▶ Problem to work on
Every record must be retyped exactly as it reads.

Segment Start: Given records

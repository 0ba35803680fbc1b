//! Types for the detection module.

use chrono::{DateTime, Utc};
use serde::{Deserialize, Serialize};

/// Severity of a detected violation.
///
/// Ordinal: `Critical` is the most urgent. Drives queue priority.
#[derive(Debug, Clone, Copy, PartialEq, Eq, Hash, Serialize, Deserialize)]
#[serde(rename_all = "snake_case")]
pub enum Severity {
    Critical,
    High,
    Medium,
    Low,
}

impl Severity {
    /// Rank used for ordering: 0 is most urgent.
    pub fn rank(&self) -> u8 {
        match self {
            Severity::Critical => 0,
            Severity::High => 1,
            Severity::Medium => 2,
            Severity::Low => 3,
        }
    }

    pub fn as_str(&self) -> &'static str {
        match self {
            Severity::Critical => "critical",
            Severity::High => "high",
            Severity::Medium => "medium",
            Severity::Low => "low",
        }
    }
}

/// Bounding box in pixel coordinates.
#[derive(Debug, Clone, Copy, PartialEq, Serialize, Deserialize)]
pub struct BoundingBox {
    pub x: f32,
    pub y: f32,
    pub width: f32,
    pub height: f32,
}

/// A single object detection from the vision model.
#[derive(Debug, Clone, Serialize, Deserialize)]
pub struct Detection {
    /// Class label (e.g., "person", "no_helmet", "no_vest").
    pub label: String,
    /// Detection confidence, 0.0 to 1.0.
    pub confidence: f32,
    /// Location in the frame.
    pub bbox: BoundingBox,
}

/// A captured video frame with its raw image payload.
///
/// The payload is opaque to the core; only the snapshot store interprets it.
#[derive(Debug, Clone)]
pub struct Frame {
    /// Device the frame was captured from.
    pub device_id: String,
    /// Capture timestamp.
    pub captured_at: DateTime<Utc>,
    /// Encoded image bytes.
    pub data: Vec<u8>,
    pub width: u32,
    pub height: u32,
}

/// A raw violation event produced by the violation rule.
#[derive(Debug, Clone, Serialize, Deserialize)]
pub struct ViolationEvent {
    /// Device that observed the violation.
    pub device_id: String,
    /// When the violating frame was captured.
    pub timestamp: DateTime<Utc>,
    /// Detections in the violating frame.
    pub detections: Vec<Detection>,
    /// People visible in the frame.
    pub person_count: usize,
    /// Missing-equipment detections in the frame.
    pub violation_count: usize,
    /// Severity classification.
    pub severity: Severity,
    /// Short human-readable summary of the violation.
    pub summary: String,
}

/// Outcome of running the violation rule over a frame's detections.
#[derive(Debug, Clone, PartialEq)]
pub struct Verdict {
    pub has_violation: bool,
    pub severity: Severity,
    pub summary: String,
    pub person_count: usize,
    pub violation_count: usize,
}

impl Verdict {
    /// A verdict for a frame with nothing to report.
    pub fn clean() -> Self {
        Self {
            has_violation: false,
            severity: Severity::Low,
            summary: String::new(),
            person_count: 0,
            violation_count: 0,
        }
    }
}

#[cfg(test)]
mod tests {
    use super::*;

    #[test]
    fn test_severity_rank_order() {
        assert!(Severity::Critical.rank() < Severity::High.rank());
        assert!(Severity::High.rank() < Severity::Medium.rank());
        assert!(Severity::Medium.rank() < Severity::Low.rank());
    }

    #[test]
    fn test_severity_serde_snake_case() {
        let json = serde_json::to_string(&Severity::High).unwrap();
        assert_eq!(json, "\"high\"");
        let parsed: Severity = serde_json::from_str("\"critical\"").unwrap();
        assert_eq!(parsed, Severity::Critical);
    }

    #[test]
    fn test_violation_event_serialization() {
        let event = ViolationEvent {
            device_id: "cam1".to_string(),
            timestamp: Utc::now(),
            detections: vec![Detection {
                label: "no_helmet".to_string(),
                confidence: 0.92,
                bbox: BoundingBox {
                    x: 10.0,
                    y: 20.0,
                    width: 50.0,
                    height: 80.0,
                },
            }],
            person_count: 1,
            violation_count: 1,
            severity: Severity::High,
            summary: "1 of 1 people missing protective equipment".to_string(),
        };

        let json = serde_json::to_string(&event).unwrap();
        let parsed: ViolationEvent = serde_json::from_str(&json).unwrap();
        assert_eq!(parsed.device_id, "cam1");
        assert_eq!(parsed.severity, Severity::High);
        assert_eq!(parsed.detections.len(), 1);
    }
}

Segment End: Given records

▶ Response for this exercise
repository 0ba35803680fbc1b
//! Types for the detection module.

use chrono::{DateTime, Utc};
use serde::{Deserialize, Serialize};

/// Severity of a detected violation.
///
/// Ordinal: `Critical` is the most urgent. Drives queue priority.
#[derive(Debug, Clone, Copy, PartialEq, Eq, Hash, Serialize, Deserialize)]
#[serde(rename_all = "snake_case")]
pub enum Severity {
    Critical,
    High,
    Medium,
    Low,
}

impl Severity {
    /// Rank used for ordering: 0 is most urgent.
    pub fn rank(&self) -> u8 {
        match self {
            Severity::Critical => 0,
            Severity::High => 1,
            Severity::Medium => 2,
            Severity::Low => 3,
        }
    }

    pub fn as_str(&self) -> &'static str {
        match self {
            Severity::Critical => "critical",
            Severity::High => "high",
            Severity::Medium => "medium",
            Severity::Low => "low",
        }
    }
}

/// Bounding box in pixel coordinates.
#[derive(Debug, Clone, Copy, PartialEq, Serialize, Deserialize)]
pub struct BoundingBox {
    pub x: f32,
    pub y: f32,
    pub width: f32,
    pub height: f32,
}

/// A single object detection from the vision model.
#[derive(Debug, Clone, Serialize, Deserialize)]
pub struct Detection {
    /// Class label (e.g., "person", "no_helmet", "no_vest").
    pub label: String,
    /// Detection confidence, 0.0 to 1.0.
    pub confidence: f32,
    /// Location in the frame.
    pub bbox: BoundingBox,
}

/// A captured video frame with its raw image payload.
///
/// The payload is opaque to the core; only the snapshot store interprets it.
#[derive(Debug, Clone)]
pub struct Frame {
    /// Device the frame was captured from.
    pub device_id: String,
    /// Capture timestamp.
    pub captured_at: DateTime<Utc>,
    /// Encoded image bytes.
    pub data: Vec<u8>,
    pub width: u32,
    pub height: u32,
}

/// A raw violation event produced by the violation rule.
#[derive(Debug, Clone, Serialize, Deserialize)]
pub struct ViolationEvent {
    /// Device that observed the violation.
    pub device_id: String,
    /// When the violating frame was captured.
    pub timestamp: DateTime<Utc>,
    /// Detections in the violating frame.
    pub detections: Vec<Detection>,
    /// People visible in the frame.
    pub person_count: usize,
    /// Missing-equipment detections in the frame.
    pub violation_count: usize,
    /// Severity classification.
    pub severity: Severity,
    /// Short human-readable summary of the violation.
    pub summary: String,
}

/// Outcome of running the violation rule over a frame's detections.
#[derive(Debug, Clone, PartialEq)]
pub struct Verdict {
    pub has_violation: bool,
    pub severity: Severity,
    pub summary: String,
    pub person_count: usize,
    pub violation_count: usize,
}

impl Verdict {
    /// A verdict for a frame with nothing to report.
    pub fn clean() -> Self {
        Self {
            has_violation: false,
            severity: Severity::Low,
            summary: String::new(),
            person_count: 0,
            violation_count: 0,
        }
    }
}

#[cfg(test)]
mod tests {
    use super::*;

    #[test]
    fn test_severity_rank_order() {
        assert!(Severity::Critical.rank() < Severity::High.rank());
        assert!(Severity::High.rank() < Severity::Medium.rank());
        assert!(Severity::Medium.rank() < Severity::Low.rank());
    }

    #[test]
    fn test_severity_serde_snake_case() {
        let json = serde_json::to_string(&Severity::High).unwrap();
        assert_eq!(json, "\"high\"");
        let parsed: Severity = serde_json::from_str("\"critical\"").unwrap();
        assert_eq!(parsed, Severity::Critical);
    }

    #[test]
    fn test_violation_event_serialization() {
        let event = ViolationEvent {
            device_id: "cam1".to_string(),
            timestamp: Utc::now(),
            detections: vec![Detection {
                label: "no_helmet".to_string(),
                confidence: 0.92,
                bbox: BoundingBox {
                    x: 10.0,
                    y: 20.0,
                    width: 50.0,
                    height: 80.0,
                },
            }],
            person_count: 1,
            violation_count: 1,
            severity: Severity::High,
            summary: "1 of 1 people missing protective equipment".to_string(),
        };

        let json = serde_json::to_string(&event).unwrap();
        let parsed: ViolationEvent = serde_json::from_str(&json).unwrap();
        assert_eq!(parsed.device_id, "cam1");
        assert_eq!(parsed.severity, Severity::High);
        assert_eq!(parsed.detections.len(), 1);
    }
}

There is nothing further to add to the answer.